Il gioco di contrasti permette a Nagabe di costruire un sistema narrativo incredibilmente solido e deciso, in cui la purezza dell’infanzia si scontra prepotentemente con gli interessi politici ed economici: il gioco di bianco e nero è stato decisivo per la costruzione di Girl from the Other Side, come afferma lo stesso autore, in un perpetuo vortice di rimandi al mondo reale che ci circonda. Ogni concetto, infatti, ha il proprio opposto, afferma Nagabe in una recente intervista: la scelta stilistica si intreccia con quella contenutistica, volendo rendere visivamente tale contrasto mostrandolo immediatamente e rendendolo subito riconoscibile attraverso il netto contrasto di colori. Dopotutto era necessaria una differenziazione grafica per far comprendere al lettore il messaggio che si voleva esporre: lo stile di Nagabe si presenta come armonioso e indirizzato principalmente verso una rappresentazione di campiture di colore piuttosto che una minuziosa della realtà. Perciò è necessario che il messaggio venga veicolato in modo diretto, immediato, e che sia comprensibile anche senza cogliere le sfaccettature delle espressioni del volto o ricorrendo alle parole.

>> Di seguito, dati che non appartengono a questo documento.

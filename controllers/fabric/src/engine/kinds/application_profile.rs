//! ApplicationProfile kind descriptor

use crate::engine::ManagedKind;
use crds::{ApplicationProfile, ApplicationProfileSpec};
use fabric_client::{CLASS_APP_PROFILE, Dn, ObjectAttributes};
use serde_json::json;

impl ManagedKind for ApplicationProfile {
    const KIND: &'static str = "ApplicationProfile";
    const CLASS: &'static str = CLASS_APP_PROFILE;

    type Params = ApplicationProfileSpec;

    fn dn(params: &ApplicationProfileSpec) -> Dn {
        Dn::application_profile(&params.tenant, &params.name)
    }

    fn payload(params: &ApplicationProfileSpec) -> ObjectAttributes {
        [
            ("name".to_string(), json!(params.name)),
            ("nameAlias".to_string(), json!(params.name_alias)),
        ]
        .into_iter()
        .collect()
    }

    fn observed(
        desired: &ApplicationProfileSpec,
        attributes: &ObjectAttributes,
        _relation: Option<&str>,
    ) -> ApplicationProfileSpec {
        ApplicationProfileSpec {
            name: desired.name.clone(),
            tenant: desired.tenant.clone(),
            name_alias: attributes.get_or_default("nameAlias").to_string(),
        }
    }
}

Il contrasto visivo, come detto prima, si interseca anche con quello contenutistico, che si esprime con una profondità narrativa ineccepibile e di leggiadra poesia: l’alone di mistero che aleggia sulla storia principale di Nagabe dimostra come l’autore sia un attento narratore e un meditato scrittore. Nonostante la compattezza delle sue opere, riesce a intrattenere il lettore grazie ad una fidelizzazione basata su una storia semplice ma al contempo intrigante, senza eccessivi orpelli narrativi che possano appesantire il tutto, ma approfondendo volume dopo volume piccoli aspetti della dieresi che si risolveranno probabilmente solo nell’ultimo volume (è stato annunciato che Girl from the Other Side si concluderà con il volume 11).

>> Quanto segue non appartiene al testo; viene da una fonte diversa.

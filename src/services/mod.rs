pub mod account_service;
pub use account_service::{AccountError, AccountFactory, AccountStore};

pub mod account_service_impl;
pub use account_service_impl::StoreAccountFactory;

Nell’altra opera di Nagabe, Wizdoms, notiamo come l’autore sia indirizzato verso la rappresentazione di figure antropomorfe ma al contempo zoomorfe e che si intersecano in un contesto quotidiano e realistico. L’influenza che accompagna l’autore è sicuramente una preponderante che si riaffaccia in quest’opera, chiaramente improntata su uno stile peculiare che non si può discostare da un genere fantasy che però si rifà sempre a tematiche condivise e attualissime. Ciò denota una delle prerogative stilistiche e contenutistiche: la società e le sue problematiche, i suoi conflitti intestini e manifesti sono un leit motiv di Nagabe, che si riaffaccia in ogni tavola quasi come un monito per se stesso e per i suoi lettori. Animali antropomorfi che affrontano le problematiche della vita reale sembrano richiamare il più famoso Beastars di Paru Itagaki, ma al contempo si indirizzano verso una rappresentazione più pacata dei dissidi interiori e potremmo definirla poetica, caratterizzata cioè da una pacatezza grafica e narrativa esplicitata anche dalla frammentazione in singole storie raccolte appunto nel volume unico Wizdoms.

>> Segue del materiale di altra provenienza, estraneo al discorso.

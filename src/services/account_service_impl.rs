//! Store-backed implementation of the `AccountFactory` trait.

use anyhow::Context;
use async_trait::async_trait;
use std::sync::Arc;
use tokio::task;
use tracing::{debug, info, warn};

use crate::domain::email::{MAX_EMAIL_LENGTH, is_blank, normalize_email};
use crate::domain::password::{Argon2Hasher, unusable_password, verify_password};
use crate::models::account::{Account, AccountFields, MAX_NAME_LENGTH, NewAccount};
use crate::services::account_service::{AccountError, AccountFactory, AccountStore};

pub struct StoreAccountFactory<S> {
    store: S,
    hasher: Arc<Argon2Hasher>,
}

impl<S: AccountStore> StoreAccountFactory<S> {
    #[must_use]
    pub fn new(store: S, hasher: Argon2Hasher) -> Self {
        Self {
            store,
            hasher: Arc::new(hasher),
        }
    }

    pub fn store(&self) -> &S {
        &self.store
    }

    /// Argon2 is CPU-intensive, so hashing runs on the blocking pool.
    async fn derive_hash(&self, password: Option<&str>) -> Result<String, AccountError> {
        let Some(password) = password else {
            return Ok(unusable_password());
        };

        let password = password.to_string();
        let hasher = Arc::clone(&self.hasher);

        let hash = task::spawn_blocking(move || hasher.hash(&password))
            .await
            .context("Password hashing task panicked")??;

        Ok(hash)
    }
}

fn validate_email(email: &str) -> Result<String, AccountError> {
    if is_blank(email) {
        return Err(AccountError::Validation("email required".to_string()));
    }

    let email = normalize_email(email);
    if email.chars().count() > MAX_EMAIL_LENGTH {
        return Err(AccountError::Validation(format!(
            "email must be at most {MAX_EMAIL_LENGTH} characters"
        )));
    }

    Ok(email)
}

fn validate_fields(fields: &AccountFields) -> Result<(), AccountError> {
    for (name, value) in [
        ("first_name", &fields.first_name),
        ("last_name", &fields.last_name),
    ] {
        if value.chars().count() > MAX_NAME_LENGTH {
            return Err(AccountError::Validation(format!(
                "{name} must be at most {MAX_NAME_LENGTH} characters"
            )));
        }
    }

    Ok(())
}

#[async_trait]
impl<S: AccountStore> AccountFactory for StoreAccountFactory<S> {
    async fn create_account(
        &self,
        email: &str,
        password: Option<&str>,
        fields: AccountFields,
    ) -> Result<Account, AccountError> {
        let email = validate_email(email)?;
        validate_fields(&fields)?;

        let password_hash = self.derive_hash(password).await?;
        let account = self
            .store
            .insert(NewAccount::from_fields(email, password_hash, fields))
            .await?;

        info!("Created account {} (id {})", account.email, account.id);
        Ok(account)
    }

    async fn create_superuser(
        &self,
        email: &str,
        password: Option<&str>,
        fields: AccountFields,
    ) -> Result<Account, AccountError> {
        let mut account = self.create_account(email, password, fields).await?;

        account.is_admin = true;
        account.is_superuser = true;
        let account = self.store.update(&account).await?;

        info!("Granted superuser to {}", account.email);
        Ok(account)
    }

    async fn authenticate(&self, email: &str, password: &str) -> Result<Account, AccountError> {
        let email = normalize_email(email);

        let Some(mut account) = self.store.get_by_email(&email).await? else {
            debug!("Login attempt for unknown account {email}");
            return Err(AccountError::InvalidCredentials);
        };

        if !account.is_active {
            warn!("Login attempt for inactive account {email}");
            return Err(AccountError::InvalidCredentials);
        }

        let stored = account.password_hash.clone();
        let password = password.to_string();

        let is_valid = task::spawn_blocking(move || verify_password(&password, &stored))
            .await
            .context("Password verification task panicked")?;

        if !is_valid {
            warn!("Failed login for {email}");
            return Err(AccountError::InvalidCredentials);
        }

        account.last_login = Some(chrono::Utc::now().to_rfc3339());
        self.store.update(&account).await
    }

    async fn set_password(
        &self,
        email: &str,
        password: Option<&str>,
    ) -> Result<Account, AccountError> {
        let email = normalize_email(email);

        let mut account = self
            .store
            .get_by_email(&email)
            .await?
            .ok_or_else(|| AccountError::NotFound(email.clone()))?;

        account.password_hash = self.derive_hash(password).await?;
        let account = self.store.update(&account).await?;

        info!("Password updated for {}", account.email);
        Ok(account)
    }
}

#[cfg(test)]
mod tests {
    use super::*;
    use crate::config::SecurityConfig;
    use crate::models::account::Authenticatable;
    use std::sync::Mutex;

    #[derive(Default)]
    struct MemoryStore {
        accounts: Mutex<Vec<Account>>,
    }

    #[async_trait]
    impl AccountStore for MemoryStore {
        async fn insert(&self, new: NewAccount) -> Result<Account, AccountError> {
            let mut accounts = self.accounts.lock().unwrap();
            if accounts.iter().any(|a| a.email == new.email) {
                return Err(AccountError::Uniqueness(new.email));
            }

            let account = Account {
                id: i32::try_from(accounts.len()).unwrap() + 1,
                email: new.email,
                first_name: new.first_name,
                last_name: new.last_name,
                password_hash: new.password_hash,
                is_active: new.is_active,
                is_admin: new.is_admin,
                is_superuser: new.is_superuser,
                last_login: None,
                created_at: "now".to_string(),
                updated_at: "now".to_string(),
            };
            accounts.push(account.clone());
            Ok(account)
        }

        async fn update(&self, account: &Account) -> Result<Account, AccountError> {
            let mut accounts = self.accounts.lock().unwrap();
            let slot = accounts
                .iter_mut()
                .find(|a| a.id == account.id)
                .ok_or_else(|| AccountError::NotFound(account.email.clone()))?;
            *slot = account.clone();
            Ok(account.clone())
        }

        async fn get_by_email(&self, email: &str) -> Result<Option<Account>, AccountError> {
            let accounts = self.accounts.lock().unwrap();
            Ok(accounts.iter().find(|a| a.email == email).cloned())
        }

        async fn list(&self) -> Result<Vec<Account>, AccountError> {
            Ok(self.accounts.lock().unwrap().clone())
        }

        async fn delete(&self, email: &str) -> Result<bool, AccountError> {
            let mut accounts = self.accounts.lock().unwrap();
            let before = accounts.len();
            accounts.retain(|a| a.email != email);
            Ok(accounts.len() != before)
        }
    }

    fn factory() -> StoreAccountFactory<MemoryStore> {
        let hasher = Argon2Hasher::new(&SecurityConfig {
            argon2_memory_cost_kib: 1024,
            argon2_time_cost: 1,
            ..SecurityConfig::default()
        })
        .unwrap();
        StoreAccountFactory::new(MemoryStore::default(), hasher)
    }

    fn names() -> AccountFields {
        AccountFields::new("Ada", "Lovelace")
    }

    #[tokio::test]
    async fn create_account_lowercases_email() {
        let factory = factory();
        let account = factory
            .create_account("Foo@Example.COM", Some("secret"), names())
            .await
            .unwrap();

        assert_eq!(account.email, "foo@example.com");
        assert_eq!(account.first_name, "Ada");
        assert_eq!(account.last_name, "Lovelace");
    }

    #[tokio::test]
    async fn create_account_rejects_empty_email() {
        let factory = factory();

        let err = factory
            .create_account("", Some("x"), names())
            .await
            .unwrap_err();
        assert!(matches!(err, AccountError::Validation(ref msg) if msg == "email required"));

        let err = factory
            .create_superuser("   ", Some("x"), names())
            .await
            .unwrap_err();
        assert!(matches!(err, AccountError::Validation(_)));

        assert!(factory.store().list().await.unwrap().is_empty());
    }

    #[tokio::test]
    async fn create_account_defaults_flags() {
        let factory = factory();
        let account = factory
            .create_account("a@b.com", Some("pw"), names())
            .await
            .unwrap();

        assert!(account.is_active);
        assert!(!account.is_admin);
        assert!(!account.is_superuser);
    }

    #[tokio::test]
    async fn create_superuser_sets_both_flags() {
        let factory = factory();
        let account = factory
            .create_superuser("root@b.com", Some("pw"), names().superuser(false))
            .await
            .unwrap();

        assert!(account.is_active);
        assert!(account.is_admin);
        assert!(account.is_superuser);

        let stored = factory
            .store()
            .get_by_email("root@b.com")
            .await
            .unwrap()
            .unwrap();
        assert!(stored.is_admin && stored.is_superuser);
    }

    #[tokio::test]
    async fn duplicate_email_differing_in_case_is_rejected() {
        let factory = factory();
        factory
            .create_account("dup@b.com", Some("pw"), names())
            .await
            .unwrap();

        let err = factory
            .create_account("DUP@B.COM", Some("pw"), names())
            .await
            .unwrap_err();
        assert!(matches!(err, AccountError::Uniqueness(ref email) if email == "dup@b.com"));
    }

    #[tokio::test]
    async fn account_without_password_cannot_authenticate() {
        let factory = factory();
        let account = factory
            .create_account("a@b.com", None, names())
            .await
            .unwrap();

        assert!(!account.has_usable_password());
        assert!(!account.check_password(""));

        let err = factory.authenticate("a@b.com", "").await.unwrap_err();
        assert!(matches!(err, AccountError::InvalidCredentials));
    }

    #[tokio::test]
    async fn password_is_hashed() {
        let factory = factory();
        let account = factory
            .create_account("a@b.com", Some("hunter22"), names())
            .await
            .unwrap();

        assert_ne!(account.password_hash, "hunter22");
        assert!(account.check_password("hunter22"));
        assert!(!account.check_password("hunter23"));
    }

    #[tokio::test]
    async fn authenticate_records_last_login() {
        let factory = factory();
        factory
            .create_account("a@b.com", Some("pw"), names())
            .await
            .unwrap();

        let account = factory.authenticate(" A@B.com", "pw").await.unwrap();
        assert!(account.last_login.is_some());

        let err = factory.authenticate("a@b.com", "nope").await.unwrap_err();
        assert!(matches!(err, AccountError::InvalidCredentials));

        let err = factory.authenticate("x@b.com", "pw").await.unwrap_err();
        assert!(matches!(err, AccountError::InvalidCredentials));
    }

    #[tokio::test]
    async fn inactive_account_cannot_authenticate() {
        let factory = factory();
        factory
            .create_account("a@b.com", Some("pw"), names().active(false))
            .await
            .unwrap();

        let err = factory.authenticate("a@b.com", "pw").await.unwrap_err();
        assert!(matches!(err, AccountError::InvalidCredentials));
    }

    #[tokio::test]
    async fn oversized_fields_are_rejected() {
        let factory = factory();

        let long_email = format!("{}@b.com", "a".repeat(MAX_EMAIL_LENGTH));
        let err = factory
            .create_account(&long_email, None, names())
            .await
            .unwrap_err();
        assert!(matches!(err, AccountError::Validation(_)));

        let fields = AccountFields::new("a".repeat(MAX_NAME_LENGTH + 1), "Lovelace");
        let err = factory
            .create_account("a@b.com", None, fields)
            .await
            .unwrap_err();
        assert!(matches!(err, AccountError::Validation(_)));
    }

    #[tokio::test]
    async fn set_password_rehashes_or_disables() {
        let factory = factory();
        factory
            .create_account("a@b.com", Some("old"), names())
            .await
            .unwrap();

        let account = factory.set_password("a@b.com", Some("new")).await.unwrap();
        assert!(account.check_password("new"));
        assert!(!account.check_password("old"));

        let account = factory.set_password("a@b.com", None).await.unwrap();
        assert!(!account.has_usable_password());

        let err = factory.set_password("x@b.com", None).await.unwrap_err();
        assert!(matches!(err, AccountError::NotFound(_)));
    }
}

La pacatezza espressiva può essere considerata quindi in entrambi gli esempi una peculiarità che si manifesta come la volontà di costruire racconti basati su un tratto essenziale ma che non esclude assolutamente tematiche molto forti e che si potenziano proprio grazie ad una pervasività percettiva basata proprio su un’alternanza di estetiche grafiche e contenutistiche quasi agli antipodi. Tale compromesso, basato su semplicità e profondità, denota come Nagabe sia, nonostante la sua giovanissima età — 26 anni — un narratore incredibilmente capace, in grado di rendere uno spessore narrativo forte e solido, che accompagna lo sguardo e la mente in storie cariche di emozione e mistero.